_Data under study:_
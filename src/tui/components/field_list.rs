//! Field list component
//!
//! Shows the children of the current path entry as a two-column list:
//! label on the left, rendered value on the right. Header rows are bold in
//! their own color, rows that cannot be opened are dimmed.
//!
//! Only the rows inside the viewport are turned into [`RowView`]s, so value
//! rendering cost follows the screen height rather than the child count.

use super::scrollbar::render_scrollbar;
use crate::browser::session::NULL_TEXT;
use crate::browser::{Element, RowView};
use crate::tui::scroll::ScrollState;
use crate::tui::theme::Theme;
use crate::tui::traits::{Copyable, Handled, Interactive, Scrollable, Selectable};
use crossterm::event::{KeyCode, KeyEvent};
use ratatui::{
    layout::Rect,
    style::{Modifier, Style},
    text::{Line, Span},
    widgets::{Block, Borders, List, ListItem},
    Frame,
};
use unicode_width::UnicodeWidthStr;

pub struct FieldList {
    scroll: ScrollState,
    selected: usize,
    count: usize,

    /// Views of the rows drawn last frame, the first one at `drawn_from`
    drawn: Vec<RowView>,
    drawn_from: usize,
}

impl FieldList {
    pub fn new() -> Self {
        Self {
            scroll: ScrollState::manual(),
            selected: 0,
            count: 0,
            drawn: Vec::new(),
            drawn_from: 0,
        }
    }

    pub fn selected(&self) -> usize {
        self.selected
    }

    /// Move the cursor; clamped against the rows on the next sync
    pub fn select_row(&mut self, index: usize) {
        self.selected = index;
    }

    /// Sync with the current row count and viewport height
    pub fn sync(&mut self, count: usize, viewport: usize) {
        self.count = count;
        self.selected = self.selected.min(count.saturating_sub(1));
        self.scroll.update_dimensions(count, viewport);
        self.scroll.reveal(self.selected);
    }

    /// View of the selected row as last drawn
    pub fn selected_view(&self) -> Option<&RowView> {
        self.selected
            .checked_sub(self.drawn_from)
            .and_then(|i| self.drawn.get(i))
    }

    /// Render `rows`; `view` is called only for rows inside the viewport
    pub fn render(
        &mut self,
        f: &mut Frame,
        area: Rect,
        rows: &[Element],
        view: impl Fn(&Element) -> RowView,
        theme: &Theme,
        focused: bool,
    ) {
        self.sync(rows.len(), area.height.saturating_sub(2) as usize);
        let (start, end) = self.scroll.visible_range();
        self.drawn = rows[start..end].iter().map(view).collect();
        self.drawn_from = start;

        let label_width = self
            .drawn
            .iter()
            .filter(|row| row.header_color.is_none())
            .map(|row| row.label.width())
            .max()
            .unwrap_or(0)
            .min(area.width as usize / 2);

        let items: Vec<ListItem> = self
            .drawn
            .iter()
            .enumerate()
            .map(|(i, row)| {
                let line = row_line(row, label_width, theme);
                if start + i == self.selected {
                    let style = if focused {
                        theme.selected_style()
                    } else {
                        Style::default().add_modifier(Modifier::UNDERLINED)
                    };
                    ListItem::new(line).style(style)
                } else {
                    ListItem::new(line)
                }
            })
            .collect();

        let title = if rows.is_empty() {
            " Members (empty) ".to_string()
        } else {
            format!(" Members {}/{} ", self.selected + 1, rows.len())
        };

        let list = List::new(items).block(
            Block::default()
                .borders(Borders::ALL)
                .border_type(theme.border_type)
                .border_style(Style::default().fg(theme.border(focused)))
                .title(title),
        );
        f.render_widget(list, area);
        render_scrollbar(f, area, &self.scroll);
    }
}

impl Default for FieldList {
    fn default() -> Self {
        Self::new()
    }
}

fn row_line<'a>(row: &'a RowView, label_width: usize, theme: &Theme) -> Line<'a> {
    if let Some(color) = row.header_color {
        return Line::from(Span::styled(
            row.label.as_str(),
            Style::default()
                .fg(theme.header(color))
                .add_modifier(Modifier::BOLD),
        ));
    }

    let padding = label_width.saturating_sub(row.label.width());
    let label = format!("{}{}  ", row.label, " ".repeat(padding));
    let value_style = if row.value == NULL_TEXT {
        Style::default().fg(theme.null_value)
    } else if row.navigable {
        Style::default().fg(theme.navigable)
    } else {
        Style::default().fg(theme.muted)
    };
    let marker = if row.navigable { " ›" } else { "" };

    Line::from(vec![
        Span::styled(label, Style::default().fg(theme.foreground)),
        Span::styled(single_line(&row.value), value_style),
        Span::styled(marker, Style::default().fg(theme.muted)),
    ])
}

/// Keep multi-line values on their row
fn single_line(value: &str) -> String {
    value.replace('\r', "").replace('\n', "⏎")
}

impl Scrollable for FieldList {
    fn scroll_state(&self) -> &ScrollState {
        &self.scroll
    }

    fn scroll_state_mut(&mut self) -> &mut ScrollState {
        &mut self.scroll
    }
}

impl Selectable for FieldList {
    fn selected_index(&self) -> usize {
        self.selected
    }

    fn select(&mut self, index: usize) {
        self.selected = index.min(self.count.saturating_sub(1));
        self.scroll.reveal(self.selected);
    }

    fn item_count(&self) -> usize {
        self.count
    }
}

impl Interactive for FieldList {
    fn handle_key(&mut self, key: KeyEvent) -> Handled {
        match key.code {
            KeyCode::Up | KeyCode::Char('k') => self.select_previous(),
            KeyCode::Down | KeyCode::Char('j') => self.select_next(),
            KeyCode::PageUp => self.page_up(),
            KeyCode::PageDown => self.page_down(),
            KeyCode::Home => self.select_first(),
            KeyCode::End => self.select_last(),
            _ => return Handled::No,
        }
        Handled::Yes
    }

    fn focus_hint(&self) -> &'static str {
        "↑↓ select  ⏎/→ open  ← back  y copy"
    }
}

impl Copyable for FieldList {
    fn copy_text(&self) -> Option<String> {
        self.selected_view()
            .filter(|row| row.header_color.is_none())
            .map(|row| row.value.clone())
    }

    fn copy_description(&self) -> &'static str {
        "value"
    }
}

#[cfg(test)]
mod tests {
    use super::*;
    use crate::browser::obj;
    use ratatui::{backend::TestBackend, style::Color, Terminal};

    fn rows(n: usize) -> Vec<Element> {
        let mut rows = vec![Element::header("Fields", Color::Cyan)];
        rows.extend((0..n).map(|i| Element::value(format!("f{}", i), Some(obj(i as i64)))));
        rows
    }

    fn view(element: &Element) -> RowView {
        RowView {
            label: element.label().to_string(),
            value: if element.is_header() {
                String::new()
            } else {
                format!("v-{}", element.label())
            },
            navigable: false,
            header_color: element.header_color(),
        }
    }

    fn draw(list: &mut FieldList, rows: &[Element], height: u16) {
        let backend = TestBackend::new(40, height);
        let mut terminal = Terminal::new(backend).unwrap();
        terminal
            .draw(|f| list.render(f, f.area(), rows, view, &Theme::dark(), true))
            .unwrap();
    }

    #[test]
    fn only_visible_rows_are_viewed() {
        let rows = rows(50);
        let mut list = FieldList::new();
        draw(&mut list, &rows, 12);
        assert_eq!(list.drawn.len(), 10);
        assert_eq!(list.drawn_from, 0);

        list.select(30);
        draw(&mut list, &rows, 12);
        assert_eq!(list.drawn_from, 21);
        assert_eq!(list.selected_view().map(|v| v.label.as_str()), Some("f29"));
    }

    #[test]
    fn selection_clamps_when_rows_shrink() {
        let mut list = FieldList::new();
        draw(&mut list, &rows(20), 30);
        list.select_last();
        assert_eq!(list.selected(), 20);

        draw(&mut list, &rows(3), 30);
        assert_eq!(list.selected(), 3);
        draw(&mut list, &[], 30);
        assert_eq!(list.selected(), 0);
        assert!(list.selected_view().is_none());
    }

    #[test]
    fn copies_values_but_not_headers() {
        let rows = rows(2);
        let mut list = FieldList::new();
        draw(&mut list, &rows, 10);
        assert_eq!(list.copy_text(), None);

        list.handle_key(KeyEvent::from(KeyCode::Down));
        assert_eq!(list.copy_text().as_deref(), Some("v-f0"));
        assert_eq!(
            list.handle_key(KeyEvent::from(KeyCode::Enter)),
            Handled::No
        );
    }

    #[test]
    fn multi_line_values_stay_on_one_row() {
        assert_eq!(single_line("a\r\nb"), "a⏎b");
    }
}
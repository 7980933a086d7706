//! Breadcrumb bar component
//!
//! One crumb per path entry, root first. With focus, `←→` pick a crumb and
//! the App ascends to it on Enter. When the path is wider than the bar the
//! leading crumbs collapse into an ellipsis.

use crate::tui::theme::Theme;
use crate::tui::traits::{Copyable, Handled, Interactive};
use crossterm::event::{KeyCode, KeyEvent};
use ratatui::{
    layout::Rect,
    style::{Modifier, Style},
    text::{Line, Span},
    widgets::{Block, Borders, Paragraph},
    Frame,
};
use unicode_width::UnicodeWidthStr;

const SEPARATOR: &str = " › ";
const ELLIPSIS: &str = "…";

pub struct BreadcrumbBar {
    crumbs: Vec<String>,
    selected: usize,
}

impl BreadcrumbBar {
    pub fn new() -> Self {
        Self {
            crumbs: Vec::new(),
            selected: 0,
        }
    }

    /// Replace the crumbs; a changed path moves the cursor to the last crumb
    pub fn sync(&mut self, crumbs: Vec<String>) {
        if crumbs != self.crumbs {
            self.selected = crumbs.len().saturating_sub(1);
            self.crumbs = crumbs;
        }
    }

    pub fn crumbs(&self) -> &[String] {
        &self.crumbs
    }

    pub fn selected(&self) -> usize {
        self.selected
    }

    /// Index of the first crumb that fits in `width`, keeping the tail
    fn first_visible(&self, width: usize) -> usize {
        let mut used = 0;
        for (i, crumb) in self.crumbs.iter().enumerate().rev() {
            let cost = crumb.width() + if used == 0 { 0 } else { SEPARATOR.width() };
            if used + cost > width && used > 0 {
                return i + 1;
            }
            used += cost;
        }
        0
    }

    pub fn render(&self, f: &mut Frame, area: Rect, theme: &Theme, focused: bool) {
        let width = (area.width as usize).saturating_sub(2);
        let mut first = self.first_visible(width);
        if first > 0 {
            // Leave room for the ellipsis
            first = self.first_visible(width.saturating_sub(ELLIPSIS.width() + SEPARATOR.width()));
        }

        let mut spans = Vec::new();
        if first > 0 {
            spans.push(Span::styled(ELLIPSIS, Style::default().fg(theme.muted)));
            spans.push(Span::styled(SEPARATOR, Style::default().fg(theme.muted)));
        }
        for (i, crumb) in self.crumbs.iter().enumerate().skip(first) {
            if i > first {
                spans.push(Span::styled(SEPARATOR, Style::default().fg(theme.muted)));
            }
            let mut style = Style::default().fg(theme.breadcrumb);
            if i + 1 == self.crumbs.len() {
                style = style.add_modifier(Modifier::BOLD);
            }
            if focused && i == self.selected {
                style = theme.selected_style();
            }
            spans.push(Span::styled(crumb.as_str(), style));
        }

        let bar = Paragraph::new(Line::from(spans)).block(
            Block::default()
                .borders(Borders::ALL)
                .border_type(theme.border_type)
                .border_style(Style::default().fg(theme.border(focused)))
                .title(" Path "),
        );
        f.render_widget(bar, area);
    }
}

impl Default for BreadcrumbBar {
    fn default() -> Self {
        Self::new()
    }
}

impl Interactive for BreadcrumbBar {
    fn handle_key(&mut self, key: KeyEvent) -> Handled {
        let last = self.crumbs.len().saturating_sub(1);
        match key.code {
            KeyCode::Left | KeyCode::Char('h') => self.selected = self.selected.saturating_sub(1),
            KeyCode::Right | KeyCode::Char('l') => self.selected = (self.selected + 1).min(last),
            KeyCode::Home => self.selected = 0,
            KeyCode::End => self.selected = last,
            _ => return Handled::No,
        }
        Handled::Yes
    }

    fn focus_hint(&self) -> &'static str {
        "←→ pick  ⏎ go to"
    }
}

impl Copyable for BreadcrumbBar {
    fn copy_text(&self) -> Option<String> {
        (!self.crumbs.is_empty()).then(|| self.crumbs.join(SEPARATOR))
    }

    fn copy_description(&self) -> &'static str {
        "path"
    }
}

#[cfg(test)]
mod tests {
    use super::*;

    fn bar(crumbs: &[&str]) -> BreadcrumbBar {
        let mut bar = BreadcrumbBar::new();
        bar.sync(crumbs.iter().map(|c| c.to_string()).collect());
        bar
    }

    #[test]
    fn path_change_selects_last_crumb() {
        let mut bar = bar(&["Objects", "0: World"]);
        assert_eq!(bar.selected(), 1);
        bar.handle_key(KeyEvent::from(KeyCode::Left));
        assert_eq!(bar.selected(), 0);

        // Same path keeps the cursor
        bar.sync(vec!["Objects".into(), "0: World".into()]);
        assert_eq!(bar.selected(), 0);

        bar.sync(vec!["Objects".into(), "0: World".into(), "World.entities".into()]);
        assert_eq!(bar.selected(), 2);
    }

    #[test]
    fn cursor_stays_within_path() {
        let mut bar = bar(&["Objects", "a", "b"]);
        bar.handle_key(KeyEvent::from(KeyCode::Right));
        assert_eq!(bar.selected(), 2);
        bar.handle_key(KeyEvent::from(KeyCode::Home));
        bar.handle_key(KeyEvent::from(KeyCode::Left));
        assert_eq!(bar.selected(), 0);
        assert_eq!(bar.handle_key(KeyEvent::from(KeyCode::Enter)), Handled::No);
    }

    #[test]
    fn narrow_bar_keeps_the_tail() {
        let bar = bar(&["Objects", "0: World", "World.entities", "3: Entity"]);
        // "World.entities › 3: Entity" is 26 columns
        assert_eq!(bar.first_visible(26), 2);
        assert_eq!(bar.first_visible(200), 0);
        // The last crumb is always shown
        assert_eq!(bar.first_visible(1), 3);
        assert_eq!(
            bar.copy_text().as_deref(),
            Some("Objects › 0: World › World.entities › 3: Entity")
        );
    }
}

_About this task:_ In the material above, find every line with the word "World" and show it.

_Exercise response:_
        let mut bar = bar(&["Objects", "0: World"]);
        bar.sync(vec!["Objects".into(), "0: World".into()]);
        bar.sync(vec!["Objects".into(), "0: World".into(), "World.entities".into()]);
        let bar = bar(&["Objects", "0: World", "World.entities", "3: Entity"]);
        // "World.entities › 3: Entity" is 26 columns
            Some("Objects › 0: World › World.entities › 3: Entity")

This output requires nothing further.